The number of people who describe themselves as Christian in England and Wales has fallen below 50 per cent for the first time, the Office for National Statistics data has revealed.

Every other religion in the country has seen an increase or stayed the same as the data also shows number of people identifying as Muslim has increased by 1.2 million to 3.9 million between 2011 and 2021.

Christians are still the largest religious group in England and Wales at 46.2 per cent of the population, with those with 'no religion' in second with 37.2 per cent - a rise of 12 per cent during the same period.

The data shows that England and Wales have "left behind the era when many people almost automatically identified as Christian," according to the Archbishop of York.

London was the most religiously diverse region of England as 25.3 per cent reported a religion other than “Christian”. This figure was 4.2 per cent in the North East and 3.2 per cent in the South West, making those regions the least religiously diverse.

Some 81.7 per cent of residents in the two countries self-identified as white on the day of the 2021 census, down from 86.0 per cent a decade earlier, the ONS said.

The second most common ethnic group in England and Wales was "Asian, Asian British or Asian Welsh" standing at 9.3 per cent, an increase from 7.5% in 2011.

England and Wales' ethnic breakdown
England and Wales' ethnic breakdown.

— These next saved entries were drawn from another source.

//! Process execution operations

mod tokio_process;

pub use tokio_process::TokioProcess;

use async_trait::async_trait;
use std::path::{Path, PathBuf};
use std::process::ExitStatus;
use tap_errors::Error;

/// Platform-specific command builder and execution
#[derive(Debug, Clone)]
pub struct PlatformCommand {
    program: PathBuf,
    args: Vec<String>,
}

impl PlatformCommand {
    /// Create a new platform command
    pub fn new(program: impl AsRef<Path>) -> Self {
        Self {
            program: program.as_ref().to_path_buf(),
            args: Vec::new(),
        }
    }

    /// Add an argument to the command
    pub fn arg<S: AsRef<str>>(&mut self, arg: S) -> &mut Self {
        self.args.push(arg.as_ref().to_string());
        self
    }

    /// Add multiple arguments to the command
    pub fn args<I, S>(&mut self, args: I) -> &mut Self
    where
        I: IntoIterator<Item = S>,
        S: AsRef<str>,
    {
        for arg in args {
            self.args.push(arg.as_ref().to_string());
        }
        self
    }

    pub fn program(&self) -> &Path {
        &self.program
    }

    pub fn get_args(&self) -> &[String] {
        &self.args
    }

    /// Render as a shell-like string for logs and error messages
    pub fn display(&self) -> String {
        let mut rendered = self.program.display().to_string();
        for arg in &self.args {
            rendered.push(' ');
            rendered.push_str(arg);
        }
        rendered
    }
}

/// Output from command execution
#[derive(Debug, Clone)]
pub struct CommandOutput {
    pub status: ExitStatus,
    pub stdout: Vec<u8>,
    pub stderr: Vec<u8>,
}

/// Trait for process execution operations
#[async_trait]
pub trait ProcessOperations: Send + Sync {
    /// Spawn a command, wait for it, and return its status and output
    ///
    /// A command that runs and exits nonzero is `Ok`; only a failure to
    /// spawn or wait is an error.
    async fn execute_command(&self, cmd: PlatformCommand) -> Result<CommandOutput, Error>;
}

#[cfg(test)]
mod tests {
    use super::*;

    #[test]
    fn test_command_builder() {
        let mut cmd = PlatformCommand::new("/usr/local/bin/notte");
        cmd.arg("version").args(["--json"]);

        assert_eq!(cmd.program(), Path::new("/usr/local/bin/notte"));
        assert_eq!(cmd.get_args(), ["version", "--json"]);
        assert_eq!(cmd.display(), "/usr/local/bin/notte version --json");
    }
}
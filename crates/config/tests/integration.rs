//! Integration tests for config

#[cfg(test)]
mod tests {
    use std::collections::HashMap;
    use std::io::Write;
    use std::path::PathBuf;
    use tap_config::constants::*;
    use tap_config::*;
    use tap_errors::{ConfigError, Error};
    use tempfile::NamedTempFile;

    #[tokio::test]
    async fn test_load_config_from_file() {
        let mut temp_file = NamedTempFile::new().unwrap();
        writeln!(
            temp_file,
            r#"
[paths]
bin_dir = "/opt/tools/bin"
table = "/etc/tap/notte.toml"

[network]
timeout = 60
retries = 1
user_agent = "tap-test"
        "#
        )
        .unwrap();

        let config = Config::load_from_file(temp_file.path()).await.unwrap();
        assert_eq!(config.paths.bin_dir, Some(PathBuf::from("/opt/tools/bin")));
        assert_eq!(config.paths.table, Some(PathBuf::from("/etc/tap/notte.toml")));
        assert_eq!(config.network.timeout, 60);
        assert_eq!(config.network.retries, 1);
        assert_eq!(config.network.user_agent.as_deref(), Some("tap-test"));
    }

    #[tokio::test]
    async fn test_explicit_missing_file_is_error() {
        let dir = tempfile::tempdir().unwrap();
        let missing = dir.path().join("absent.toml");
        let err = Config::load_or_default(Some(&missing)).await.unwrap_err();
        assert!(matches!(err, Error::Config(ConfigError::NotFound { .. })));
    }

    #[tokio::test]
    async fn test_invalid_toml_is_parse_error() {
        let mut temp_file = NamedTempFile::new().unwrap();
        writeln!(temp_file, "[network\ntimeout = ").unwrap();
        let err = Config::load_from_file(temp_file.path()).await.unwrap_err();
        assert!(matches!(err, Error::Config(ConfigError::ParseError { .. })));
    }

    #[test]
    fn test_merge_vars() {
        let vars: HashMap<&str, &str> = [
            (ENV_BIN_DIR, "/tmp/bin"),
            (ENV_TABLE, "/tmp/table.toml"),
            (ENV_TIMEOUT, "15"),
            (ENV_RETRIES, "4"),
        ]
        .into_iter()
        .collect();

        let mut config = Config::default();
        config
            .merge_vars(|key| vars.get(key).map(|v| (*v).to_string()))
            .unwrap();

        assert_eq!(config.bin_dir().unwrap(), PathBuf::from("/tmp/bin"));
        assert_eq!(config.paths.table, Some(PathBuf::from("/tmp/table.toml")));
        assert_eq!(config.network.timeout, 15);
        assert_eq!(config.network.retries, 4);
    }

    #[test]
    fn test_merge_vars_rejects_bad_numbers() {
        let mut config = Config::default();
        let err = config
            .merge_vars(|key| (key == ENV_TIMEOUT).then(|| "soon".to_string()))
            .unwrap_err();
        assert!(matches!(
            err,
            Error::Config(ConfigError::InvalidValue { ref field, .. }) if field == ENV_TIMEOUT
        ));
    }
}
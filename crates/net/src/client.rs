//! HTTP client with connection pooling and optional retries

use reqwest::{Client, Response, StatusCode};
use std::time::Duration;
use tap_config::NetworkConfig;
use tap_errors::{Error, NetworkError};
use tracing::{debug, warn};

/// Network client configuration
#[derive(Debug, Clone)]
pub struct NetConfig {
    pub timeout: Duration,
    pub connect_timeout: Duration,
    pub pool_idle_timeout: Duration,
    pub retry_count: u32,
    pub retry_delay: Duration,
    pub user_agent: String,
}

impl Default for NetConfig {
    fn default() -> Self {
        Self::from(&NetworkConfig::default())
    }
}

impl From<&NetworkConfig> for NetConfig {
    fn from(config: &NetworkConfig) -> Self {
        Self {
            timeout: config.timeout(),
            connect_timeout: config.connect_timeout(),
            pool_idle_timeout: Duration::from_secs(90),
            retry_count: config.retries,
            retry_delay: config.retry_delay(),
            user_agent: config
                .user_agent
                .clone()
                .unwrap_or_else(|| format!("tap/{}", env!("CARGO_PKG_VERSION"))),
        }
    }
}

/// HTTP client wrapper with retry logic
#[derive(Clone)]
pub struct NetClient {
    client: Client,
    config: NetConfig,
}

impl NetClient {
    /// Create a new network client
    ///
    /// # Errors
    ///
    /// Returns an error if the underlying reqwest client fails to initialize.
    pub fn new(config: NetConfig) -> Result<Self, Error> {
        let client = Client::builder()
            .timeout(config.timeout)
            .connect_timeout(config.connect_timeout)
            .pool_idle_timeout(config.pool_idle_timeout)
            .user_agent(&config.user_agent)
            .build()
            .map_err(|e| NetworkError::ConnectionRefused(e.to_string()))?;

        Ok(Self { client, config })
    }

    /// Create with default configuration
    ///
    /// # Errors
    ///
    /// Returns an error if the HTTP client cannot be created with default settings.
    pub fn with_defaults() -> Result<Self, Error> {
        Self::new(NetConfig::default())
    }

    /// Execute a GET request, retrying transport failures and 5xx responses
    /// up to `retry_count` times
    ///
    /// The last 5xx response is returned as-is once retries are exhausted.
    ///
    /// # Errors
    ///
    /// Returns an error if the request fails after all attempts, or the
    /// server answers 429 with a `retry-after` header.
    pub async fn get(&self, url: &str) -> Result<Response, Error> {
        self.retry_request(url, || self.client.get(url).send()).await
    }

    async fn retry_request<F, Fut>(&self, url: &str, mut f: F) -> Result<Response, Error>
    where
        F: FnMut() -> Fut,
        Fut: std::future::Future<Output = Result<Response, reqwest::Error>>,
    {
        let mut attempt = 0;

        loop {
            if attempt > 0 {
                tokio::time::sleep(self.config.retry_delay * attempt).await;
            }

            match f().await {
                Ok(response) => {
                    if response.status() == StatusCode::TOO_MANY_REQUESTS {
                        if let Some(retry_after) = response
                            .headers()
                            .get("retry-after")
                            .and_then(|v| v.to_str().ok())
                            .and_then(|s| s.parse::<u64>().ok())
                        {
                            return Err(NetworkError::RateLimited {
                                seconds: retry_after,
                            }
                            .into());
                        }
                    }

                    if response.status().is_server_error() && attempt < self.config.retry_count {
                        warn!(url, attempt, status = %response.status(), "server error, retrying");
                        attempt += 1;
                        continue;
                    }

                    return Ok(response);
                }
                Err(e) if attempt < self.config.retry_count && Self::should_retry(&e) => {
                    warn!(url, attempt, error = %e, "request failed, retrying");
                    attempt += 1;
                }
                Err(e) => {
                    debug!(url, attempt, error = %e, "request failed");
                    return Err(Self::convert_error(url, &e));
                }
            }
        }
    }

    fn convert_error(url: &str, e: &reqwest::Error) -> Error {
        if e.is_timeout() {
            NetworkError::Timeout {
                url: url.to_string(),
            }
            .into()
        } else if e.is_connect() {
            NetworkError::ConnectionRefused(e.to_string()).into()
        } else {
            NetworkError::DownloadFailed(e.to_string()).into()
        }
    }

    /// Determine if an error should be retried
    fn should_retry(error: &reqwest::Error) -> bool {
        error.is_timeout()
            || error.is_connect()
            || error.status().is_none_or(|s| s.is_server_error())
    }
}
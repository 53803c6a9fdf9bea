//! Platform detection and process execution errors

use std::borrow::Cow;

use crate::{FailureKind, UserFacingError};
use thiserror::Error;

#[derive(Debug, Clone, Error)]
#[cfg_attr(feature = "serde", derive(serde::Serialize, serde::Deserialize))]
#[non_exhaustive]
pub enum PlatformError {
    #[error("unsupported platform: {platform}")]
    UnsupportedPlatform { platform: String },

    #[error("invalid platform specifier: {input}")]
    InvalidPlatform { input: String },

    #[error("process execution failed: {command} - {message}")]
    ProcessExecutionFailed { command: String, message: String },
}

impl PlatformError {
    pub(crate) fn failure_kind(&self) -> FailureKind {
        match self {
            Self::UnsupportedPlatform { .. } | Self::InvalidPlatform { .. } => {
                FailureKind::Resolution
            }
            Self::ProcessExecutionFailed { .. } => FailureKind::Internal,
        }
    }
}

impl UserFacingError for PlatformError {
    fn user_message(&self) -> Cow<'_, str> {
        Cow::Owned(self.to_string())
    }

    fn user_hint(&self) -> Option<&'static str> {
        match self {
            Self::UnsupportedPlatform { .. } => {
                Some("Release archives are published for darwin and linux on arm64 and amd64 only.")
            }
            Self::InvalidPlatform { .. } => {
                Some("Use an `<os>-<arch>` specifier such as `linux-amd64` or `darwin-arm64`.")
            }
            Self::ProcessExecutionFailed { .. } => None,
        }
    }

    fn user_code(&self) -> Option<&'static str> {
        let code = match self {
            Self::UnsupportedPlatform { .. } => "platform.unsupported",
            Self::InvalidPlatform { .. } => "platform.invalid",
            Self::ProcessExecutionFailed { .. } => "platform.process_failed",
        };
        Some(code)
    }
}
//! Network-related error types

use std::borrow::Cow;

use crate::UserFacingError;
use thiserror::Error;

#[derive(Debug, Clone, Error)]
#[cfg_attr(feature = "serde", derive(serde::Serialize, serde::Deserialize))]
pub enum NetworkError {
    #[error("connection timeout to {url}")]
    Timeout { url: String },

    #[error("download failed: {0}")]
    DownloadFailed(String),

    #[error("connection refused: {0}")]
    ConnectionRefused(String),

    #[error("invalid URL: {0}")]
    InvalidUrl(String),

    #[error("HTTP error {status} fetching {url}")]
    HttpError { status: u16, url: String },

    #[error("rate limited: retry after {seconds} seconds")]
    RateLimited { seconds: u64 },

    /// The archive could not be stored or read back on local disk
    #[error("cannot store downloaded archive at {path}: {message}")]
    ArchiveIo { path: String, message: String },
}

impl NetworkError {
    /// Local I/O failure on the downloaded archive at `path`
    #[must_use]
    pub fn archive_io(path: &std::path::Path, err: &std::io::Error) -> Self {
        Self::ArchiveIo {
            path: path.display().to_string(),
            message: err.to_string(),
        }
    }
}

impl UserFacingError for NetworkError {
    fn user_message(&self) -> Cow<'_, str> {
        Cow::Owned(self.to_string())
    }

    fn user_hint(&self) -> Option<&'static str> {
        match self {
            Self::Timeout { .. } | Self::ConnectionRefused(_) => {
                Some("Check your network connection or raise the network timeout.")
            }
            Self::HttpError { status: 404, .. } => {
                Some("The release archive does not exist; check the version and the release table.")
            }
            Self::RateLimited { .. } => Some("Wait for the rate limit to reset and retry."),
            Self::ArchiveIo { .. } => {
                Some("Check free space and permissions of the temp directory (TAP_TEMP_DIR).")
            }
            _ => None,
        }
    }

    fn is_retryable(&self) -> bool {
        match self {
            Self::Timeout { .. }
            | Self::ConnectionRefused(_)
            | Self::DownloadFailed(_)
            | Self::RateLimited { .. } => true,
            Self::HttpError { status, .. } => *status >= 500,
            Self::InvalidUrl(_) | Self::ArchiveIo { .. } => false,
        }
    }

    fn user_code(&self) -> Option<&'static str> {
        let code = match self {
            Self::Timeout { .. } => "network.timeout",
            Self::DownloadFailed(_) => "network.download_failed",
            Self::ConnectionRefused(_) => "network.connection_refused",
            Self::InvalidUrl(_) => "network.invalid_url",
            Self::HttpError { .. } => "network.http_error",
            Self::RateLimited { .. } => "network.rate_limited",
            Self::ArchiveIo { .. } => "network.archive_io",
        };
        Some(code)
    }
}
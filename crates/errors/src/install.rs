//! Installation system error types

use std::borrow::Cow;

use crate::{FailureKind, UserFacingError};
use thiserror::Error;

#[derive(Debug, Clone, Error)]
#[cfg_attr(feature = "serde", derive(serde::Serialize, serde::Deserialize))]
pub enum InstallError {
    #[error("archive {archive} does not contain `{entry}`")]
    MissingPayload { entry: String, archive: String },

    #[error("extraction failed: {message}")]
    ExtractionFailed { message: String },

    #[error("filesystem operation failed: {operation} on {path}: {message}")]
    FilesystemError {
        operation: String,
        path: String,
        message: String,
    },

    #[error("self-check of {path} failed: {message}")]
    SelfCheckFailed { path: String, message: String },

    #[error("task execution failed: {message}")]
    TaskError { message: String },
}

impl InstallError {
    pub(crate) fn failure_kind(&self) -> FailureKind {
        match self {
            Self::SelfCheckFailed { .. } => FailureKind::SelfCheck,
            Self::TaskError { .. } => FailureKind::Internal,
            _ => FailureKind::Install,
        }
    }
}

impl UserFacingError for InstallError {
    fn user_message(&self) -> Cow<'_, str> {
        Cow::Owned(self.to_string())
    }

    fn user_hint(&self) -> Option<&'static str> {
        match self {
            Self::MissingPayload { .. } | Self::ExtractionFailed { .. } => {
                Some("The release archive layout is unexpected; check the release assets.")
            }
            Self::FilesystemError { .. } => {
                Some("Ensure the bin directory is writable and has free space, then retry.")
            }
            Self::SelfCheckFailed { .. } => {
                Some("The installed binary could not run `version`; it may not match this host.")
            }
            Self::TaskError { .. } => None,
        }
    }

    fn is_retryable(&self) -> bool {
        matches!(self, Self::FilesystemError { .. })
    }

    fn user_code(&self) -> Option<&'static str> {
        let code = match self {
            Self::MissingPayload { .. } => "install.missing_payload",
            Self::ExtractionFailed { .. } => "install.extraction_failed",
            Self::FilesystemError { .. } => "install.io_error",
            Self::SelfCheckFailed { .. } => "install.self_check_failed",
            Self::TaskError { .. } => "install.task_error",
        };
        Some(code)
    }
}
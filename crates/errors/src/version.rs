//! Version parsing error types

use std::borrow::Cow;

use crate::UserFacingError;
use thiserror::Error;

#[derive(Debug, Clone, Error)]
#[cfg_attr(feature = "serde", derive(serde::Serialize, serde::Deserialize))]
#[non_exhaustive]
pub enum VersionError {
    #[error("invalid version: {input:?}")]
    InvalidVersion { input: String },

    #[error("version {requested} is not published in the release table (table declares {available})")]
    NotPublished { requested: String, available: String },
}

impl UserFacingError for VersionError {
    fn user_message(&self) -> Cow<'_, str> {
        Cow::Owned(self.to_string())
    }

    fn user_hint(&self) -> Option<&'static str> {
        match self {
            Self::InvalidVersion { .. } => {
                Some("Use semantic-version strings like 1.2.3 (a leading `v` is accepted).")
            }
            Self::NotPublished { .. } => {
                Some("Stamp the release table for this version or pass a table that declares it.")
            }
        }
    }

    fn user_code(&self) -> Option<&'static str> {
        let code = match self {
            Self::InvalidVersion { .. } => "version.invalid_version",
            Self::NotPublished { .. } => "version.not_published",
        };
        Some(code)
    }
}
//! Payload extraction from release archives
//!
//! Release archives are gzip-compressed tarballs holding the executable
//! either at the root or under one top-level directory. Only the named
//! executable is read; nothing else in the archive touches the filesystem.

use flate2::read::GzDecoder;
use std::fs::File;
use std::io::Read;
use std::path::{Component, Path};
use tap_errors::{Error, InstallError};
use tar::{Archive as TarArchive, EntryType};
use tokio::task;
use tracing::debug;

/// Mode applied when the archive records no executable bits
pub const DEFAULT_EXEC_MODE: u32 = 0o755;

/// Executable read out of an archive
#[derive(Debug, Clone, PartialEq, Eq)]
pub struct Payload {
    pub name: String,
    pub bytes: Vec<u8>,
    /// Unix permission bits to install with
    pub mode: u32,
}

impl Payload {
    /// Keep the recorded permission bits if any execute bit is set
    #[must_use]
    pub fn effective_mode(recorded: u32) -> u32 {
        let perms = recorded & 0o777;
        if perms & 0o111 == 0 {
            DEFAULT_EXEC_MODE
        } else {
            perms
        }
    }
}

/// Extract the entry called `name` from a `.tar.gz` file
///
/// # Errors
///
/// Returns [`InstallError::MissingPayload`] if no regular file with that name
/// exists at the root or one directory deep, and
/// [`InstallError::ExtractionFailed`] if the archive cannot be decoded.
pub async fn extract_payload(archive_path: &Path, name: &str) -> Result<Payload, Error> {
    let archive_path = archive_path.to_path_buf();
    let name = name.to_string();

    task::spawn_blocking(move || {
        let file = File::open(&archive_path).map_err(|e| InstallError::ExtractionFailed {
            message: format!("{}: {e}", archive_path.display()),
        })?;
        read_payload(file, &name, &archive_path)
    })
    .await
    .map_err(|e| InstallError::TaskError {
        message: format!("extraction task failed: {e}"),
    })?
}

/// Scan a gzip tar stream for the payload
///
/// # Errors
///
/// See [`extract_payload`].
pub fn read_payload<R: Read>(
    reader: R,
    name: &str,
    archive_path: &Path,
) -> Result<Payload, Error> {
    let extraction_failed = |e: std::io::Error| InstallError::ExtractionFailed {
        message: format!("{}: {e}", archive_path.display()),
    };

    let mut archive = TarArchive::new(GzDecoder::new(reader));
    for entry in archive.entries().map_err(extraction_failed)? {
        let mut entry = entry.map_err(extraction_failed)?;

        if !matches!(entry.header().entry_type(), EntryType::Regular | EntryType::Continuous) {
            continue;
        }

        let path = entry.path().map_err(extraction_failed)?.into_owned();
        if !is_payload_path(&path, name) {
            continue;
        }

        let recorded = entry.header().mode().map_err(extraction_failed)?;
        let mut bytes = Vec::with_capacity(usize::try_from(entry.size()).unwrap_or(0));
        entry.read_to_end(&mut bytes).map_err(extraction_failed)?;

        debug!(
            archive = %archive_path.display(),
            entry = %path.display(),
            size = bytes.len(),
            mode = %format!("{recorded:o}"),
            "found payload"
        );

        return Ok(Payload {
            name: name.to_string(),
            bytes,
            mode: Payload::effective_mode(recorded),
        });
    }

    Err(InstallError::MissingPayload {
        entry: name.to_string(),
        archive: archive_path.file_name().map_or_else(
            || archive_path.display().to_string(),
            |f| f.to_string_lossy().into_owned(),
        ),
    }
    .into())
}

/// `name` or `<dir>/name`, ignoring `./` segments
fn is_payload_path(path: &Path, name: &str) -> bool {
    let components: Vec<Component<'_>> = path
        .components()
        .filter(|c| !matches!(c, Component::CurDir))
        .collect();

    match components.as_slice() {
        [Component::Normal(file)] | [Component::Normal(_), Component::Normal(file)] => {
            file.to_str() == Some(name)
        }
        _ => false,
    }
}
#![deny(clippy::pedantic, unsafe_code)]
#![allow(clippy::module_name_repetitions)]

//! Configuration management for tap
//!
//! This crate handles loading and merging configuration from:
//! - Default values (hard-coded)
//! - Configuration file (~/.config/tap/config.toml)
//! - Environment variables (`TAP_*`)
//! - CLI flags, applied by the binary last

pub mod constants;

use serde::{Deserialize, Serialize};
use std::path::{Path, PathBuf};
use std::time::Duration;
use tap_errors::{ConfigError, Error};
use tokio::fs;
use tracing::debug;

use constants::{
    APP_DIR, CONFIG_FILE, ENV_BIN_DIR, ENV_RETRIES, ENV_TABLE, ENV_TEMP_DIR, ENV_TIMEOUT,
};

/// Main configuration structure
#[derive(Debug, Clone, Serialize, Deserialize, Default, PartialEq, Eq)]
pub struct Config {
    #[serde(default)]
    pub paths: PathConfig,

    #[serde(default)]
    pub network: NetworkConfig,
}

/// Path configuration
#[derive(Debug, Clone, Serialize, Deserialize, Default, PartialEq, Eq)]
pub struct PathConfig {
    /// Directory the executable is installed into
    pub bin_dir: Option<PathBuf>,
    /// Parent of the scoped download directory
    pub temp_dir: Option<PathBuf>,
    /// Release table overriding the embedded one
    pub table: Option<PathBuf>,
}

/// Network configuration
#[derive(Debug, Clone, Serialize, Deserialize, PartialEq, Eq)]
pub struct NetworkConfig {
    #[serde(default = "default_timeout")]
    pub timeout: u64, // seconds
    #[serde(default = "default_connect_timeout")]
    pub connect_timeout: u64, // seconds
    #[serde(default)]
    pub retries: u32,
    #[serde(default = "default_retry_delay")]
    pub retry_delay: u64, // seconds
    #[serde(default)]
    pub user_agent: Option<String>,
}

impl Default for NetworkConfig {
    fn default() -> Self {
        Self {
            timeout: default_timeout(),
            connect_timeout: default_connect_timeout(),
            retries: 0,
            retry_delay: default_retry_delay(),
            user_agent: None,
        }
    }
}

impl NetworkConfig {
    #[must_use]
    pub fn timeout(&self) -> Duration {
        Duration::from_secs(self.timeout)
    }

    #[must_use]
    pub fn connect_timeout(&self) -> Duration {
        Duration::from_secs(self.connect_timeout)
    }

    #[must_use]
    pub fn retry_delay(&self) -> Duration {
        Duration::from_secs(self.retry_delay)
    }
}

// Default value functions for serde
fn default_timeout() -> u64 {
    300 // 5 minutes
}

fn default_connect_timeout() -> u64 {
    30
}

fn default_retry_delay() -> u64 {
    1 // 1 second
}

impl Config {
    /// Get the default config file path
    ///
    /// # Errors
    ///
    /// Returns an error if the system config directory cannot be determined.
    pub fn default_path() -> Result<PathBuf, Error> {
        let config_dir = dirs::config_dir().ok_or_else(|| ConfigError::NotFound {
            path: "config directory".to_string(),
        })?;
        Ok(config_dir.join(APP_DIR).join(CONFIG_FILE))
    }

    /// Load configuration from file
    ///
    /// # Errors
    ///
    /// Returns an error if the file cannot be read or if the file contents
    /// contain invalid TOML syntax that cannot be parsed.
    pub async fn load_from_file(path: &Path) -> Result<Self, Error> {
        let contents = fs::read_to_string(path)
            .await
            .map_err(|_| ConfigError::NotFound {
                path: path.display().to_string(),
            })?;

        debug!(path = %path.display(), "loaded config file");

        toml::from_str(&contents)
            .map_err(|e| ConfigError::ParseError {
                message: format!("{}: {e}", path.display()),
            })
            .map_err(Into::into)
    }

    /// Load configuration with fallback to defaults
    ///
    /// # Errors
    ///
    /// Returns an error if the configuration file exists but cannot be read
    /// or contains invalid TOML syntax.
    pub async fn load() -> Result<Self, Error> {
        let Ok(config_path) = Self::default_path() else {
            return Ok(Self::default());
        };

        if fs::try_exists(&config_path).await.unwrap_or(false) {
            Self::load_from_file(&config_path).await
        } else {
            Ok(Self::default())
        }
    }

    /// Load configuration from an optional path or use default
    ///
    /// An explicitly named file must exist.
    ///
    /// # Errors
    ///
    /// Returns an error if the config file cannot be read or parsed
    pub async fn load_or_default(path: Option<&Path>) -> Result<Self, Error> {
        match path {
            Some(config_path) => Self::load_from_file(config_path).await,
            None => Self::load().await,
        }
    }

    /// Merge with environment variables
    ///
    /// # Errors
    ///
    /// Returns an error if environment variables contain invalid values
    /// that cannot be parsed into the expected types.
    pub fn merge_env(&mut self) -> Result<(), Error> {
        self.merge_vars(|key| std::env::var(key).ok())
    }

    /// Merge values from a variable lookup, `TAP_*` names as keys
    ///
    /// # Errors
    ///
    /// Returns [`ConfigError::InvalidValue`] for unparseable numbers.
    pub fn merge_vars<F>(&mut self, lookup: F) -> Result<(), Error>
    where
        F: Fn(&str) -> Option<String>,
    {
        if let Some(dir) = lookup(ENV_BIN_DIR).filter(|v| !v.is_empty()) {
            self.paths.bin_dir = Some(PathBuf::from(dir));
        }

        if let Some(dir) = lookup(ENV_TEMP_DIR).filter(|v| !v.is_empty()) {
            self.paths.temp_dir = Some(PathBuf::from(dir));
        }

        if let Some(table) = lookup(ENV_TABLE).filter(|v| !v.is_empty()) {
            self.paths.table = Some(PathBuf::from(table));
        }

        if let Some(timeout) = lookup(ENV_TIMEOUT) {
            self.network.timeout = timeout.parse().map_err(|_| ConfigError::InvalidValue {
                field: ENV_TIMEOUT.to_string(),
                value: timeout,
            })?;
        }

        if let Some(retries) = lookup(ENV_RETRIES) {
            self.network.retries = retries.parse().map_err(|_| ConfigError::InvalidValue {
                field: ENV_RETRIES.to_string(),
                value: retries,
            })?;
        }

        Ok(())
    }

    /// Get the bin directory (with default `~/.local/bin`)
    ///
    /// # Errors
    ///
    /// Returns [`ConfigError::MissingField`] when no bin directory is
    /// configured and the home directory cannot be determined.
    pub fn bin_dir(&self) -> Result<PathBuf, Error> {
        if let Some(dir) = &self.paths.bin_dir {
            return Ok(dir.clone());
        }
        dirs::home_dir()
            .map(|home| home.join(".local").join("bin"))
            .ok_or_else(|| {
                ConfigError::MissingField {
                    field: "paths.bin_dir".to_string(),
                }
                .into()
            })
    }

    /// Get the temp directory (with default from the OS)
    #[must_use]
    pub fn temp_dir(&self) -> PathBuf {
        self.paths
            .temp_dir
            .clone()
            .unwrap_or_else(std::env::temp_dir)
    }
}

Picture: ONS

The number of people identifying their ethnic group as white in England and Wales has also fallen by around half a million over the last decade.

The census data was taken in 2021
The census data was taken in 2021. Picture: ONS

Read More: England hope to finish strong in Group B's Battle of Britain as Wales need miracle - full guide

Read More: 'Call us to report corrupt cops', say Met Police bosses, after string of officer scandals

The number of people using English as a main language in 2021 in England and Wales has also fallen from 92.3 per cent in 2011 of usual residents aged over three compared to 91.1 per cent.

The most common main languages other than English (English or Welsh in Wales) in 2021 were:

  • Polish (1.1%, 612,000)
  • Romanian (0.8%, 472,000)
  • Panjabi (0.5%, 291,000)
  • Urdu (0.5%, 270,000)

The Romanian language saw the biggest increase in usage in 2021, with over 0.8 per cent (472,000) using it as their main language. This is up from 0.1 per cent (68,000) in 2011.

The number of people with English as a main language has fallen
The number of people with English as a main language has fallen. Picture: ONS

The Most Reverend Stephen Cottrell said: "It's not a great surprise that the Census shows fewer people in this country identifying as Christian than in the past, but it still throws down a challenge to us not only to trust that God will build his kingdom on Earth but also to play our part in making Christ known."

Census deputy director Jon Wroth-Smith said: "Today's data highlights the increasingly multi-cultural society we live in.

"The percentage of people identifying their ethnic group as 'White: English, Welsh, Scottish, Northern Irish or British', continues to decrease.

"Whilst this remains the most common response to the ethnic group question, the number of people identifying with another ethnic group continues to increase.

"However, the picture varies depending on where you live. London remains the most ethnically diverse region of England, where just under two-thirds identify with an ethnic minority group, whereas under 1 in 10 identify this way in the North East.

"But despite the ethnically diverse nature of society, 9 in 10 people across England and Wales still identify with a UK national identity, with nearly 8 in 10 doing so in London."